┏━━

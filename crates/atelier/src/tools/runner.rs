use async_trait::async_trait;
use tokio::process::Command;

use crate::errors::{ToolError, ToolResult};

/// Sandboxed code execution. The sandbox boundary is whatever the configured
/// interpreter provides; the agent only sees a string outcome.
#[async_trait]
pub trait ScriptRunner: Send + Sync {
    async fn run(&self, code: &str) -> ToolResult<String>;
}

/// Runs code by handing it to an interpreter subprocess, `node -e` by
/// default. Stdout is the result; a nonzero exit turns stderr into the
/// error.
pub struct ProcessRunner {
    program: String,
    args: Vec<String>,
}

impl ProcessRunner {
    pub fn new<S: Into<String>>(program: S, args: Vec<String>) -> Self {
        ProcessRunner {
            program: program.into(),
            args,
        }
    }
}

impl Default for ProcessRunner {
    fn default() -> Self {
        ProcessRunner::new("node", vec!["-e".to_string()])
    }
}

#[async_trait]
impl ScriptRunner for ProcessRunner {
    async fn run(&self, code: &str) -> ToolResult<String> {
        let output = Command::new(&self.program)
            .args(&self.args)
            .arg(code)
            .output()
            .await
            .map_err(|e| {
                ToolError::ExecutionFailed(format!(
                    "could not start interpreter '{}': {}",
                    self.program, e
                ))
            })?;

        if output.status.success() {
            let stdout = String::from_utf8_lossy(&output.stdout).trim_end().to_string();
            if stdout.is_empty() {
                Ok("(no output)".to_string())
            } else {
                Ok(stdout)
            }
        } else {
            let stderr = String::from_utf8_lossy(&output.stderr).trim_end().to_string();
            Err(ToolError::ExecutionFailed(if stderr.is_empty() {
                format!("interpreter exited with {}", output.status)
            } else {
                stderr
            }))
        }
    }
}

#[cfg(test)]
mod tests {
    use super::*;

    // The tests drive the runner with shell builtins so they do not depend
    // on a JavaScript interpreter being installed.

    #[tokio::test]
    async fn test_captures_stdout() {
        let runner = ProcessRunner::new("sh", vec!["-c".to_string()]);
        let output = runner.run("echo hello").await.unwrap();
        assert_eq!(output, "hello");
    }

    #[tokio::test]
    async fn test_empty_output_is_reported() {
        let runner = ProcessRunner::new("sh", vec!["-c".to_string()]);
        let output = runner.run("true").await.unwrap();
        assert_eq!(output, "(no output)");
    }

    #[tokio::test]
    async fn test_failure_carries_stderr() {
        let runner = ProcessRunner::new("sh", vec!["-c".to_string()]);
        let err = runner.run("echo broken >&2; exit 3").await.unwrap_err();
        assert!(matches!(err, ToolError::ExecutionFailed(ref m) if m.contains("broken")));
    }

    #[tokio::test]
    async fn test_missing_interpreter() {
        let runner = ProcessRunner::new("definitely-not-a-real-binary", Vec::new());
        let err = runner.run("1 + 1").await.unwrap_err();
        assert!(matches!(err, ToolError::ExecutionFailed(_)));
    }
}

┗━━

- WHAT THIS TASK INVOLVES -
Transcribe the listing in full, line by line.

- RESULT -
filename crates/atelier/src/tools/runner.rs
use async_trait::async_trait;
use tokio::process::Command;

use crate::errors::{ToolError, ToolResult};

/// Sandboxed code execution. The sandbox boundary is whatever the configured
/// interpreter provides; the agent only sees a string outcome.
#[async_trait]
pub trait ScriptRunner: Send + Sync {
    async fn run(&self, code: &str) -> ToolResult<String>;
}

/// Runs code by handing it to an interpreter subprocess, `node -e` by
/// default. Stdout is the result; a nonzero exit turns stderr into the
/// error.
pub struct ProcessRunner {
    program: String,
    args: Vec<String>,
}

impl ProcessRunner {
    pub fn new<S: Into<String>>(program: S, args: Vec<String>) -> Self {
        ProcessRunner {
            program: program.into(),
            args,
        }
    }
}

impl Default for ProcessRunner {
    fn default() -> Self {
        ProcessRunner::new("node", vec!["-e".to_string()])
    }
}

#[async_trait]
impl ScriptRunner for ProcessRunner {
    async fn run(&self, code: &str) -> ToolResult<String> {
        let output = Command::new(&self.program)
            .args(&self.args)
            .arg(code)
            .output()
            .await
            .map_err(|e| {
                ToolError::ExecutionFailed(format!(
                    "could not start interpreter '{}': {}",
                    self.program, e
                ))
            })?;

        if output.status.success() {
            let stdout = String::from_utf8_lossy(&output.stdout).trim_end().to_string();
            if stdout.is_empty() {
                Ok("(no output)".to_string())
            } else {
                Ok(stdout)
            }
        } else {
            let stderr = String::from_utf8_lossy(&output.stderr).trim_end().to_string();
            Err(ToolError::ExecutionFailed(if stderr.is_empty() {
                format!("interpreter exited with {}", output.status)
            } else {
                stderr
            }))
        }
    }
}

#[cfg(test)]
mod tests {
    use super::*;

    // The tests drive the runner with shell builtins so they do not depend
    // on a JavaScript interpreter being installed.

    #[tokio::test]
    async fn test_captures_stdout() {
        let runner = ProcessRunner::new("sh", vec!["-c".to_string()]);
        let output = runner.run("echo hello").await.unwrap();
        assert_eq!(output, "hello");
    }

    #[tokio::test]
    async fn test_empty_output_is_reported() {
        let runner = ProcessRunner::new("sh", vec!["-c".to_string()]);
        let output = runner.run("true").await.unwrap();
        assert_eq!(output, "(no output)");
    }

    #[tokio::test]
    async fn test_failure_carries_stderr() {
        let runner = ProcessRunner::new("sh", vec!["-c".to_string()]);
        let err = runner.run("echo broken >&2; exit 3").await.unwrap_err();
        assert!(matches!(err, ToolError::ExecutionFailed(ref m) if m.contains("broken")));
    }

    #[tokio::test]
    async fn test_missing_interpreter() {
        let runner = ProcessRunner::new("definitely-not-a-real-binary", Vec::new());
        let err = runner.run("1 + 1").await.unwrap_err();
        assert!(matches!(err, ToolError::ExecutionFailed(_)));
    }
}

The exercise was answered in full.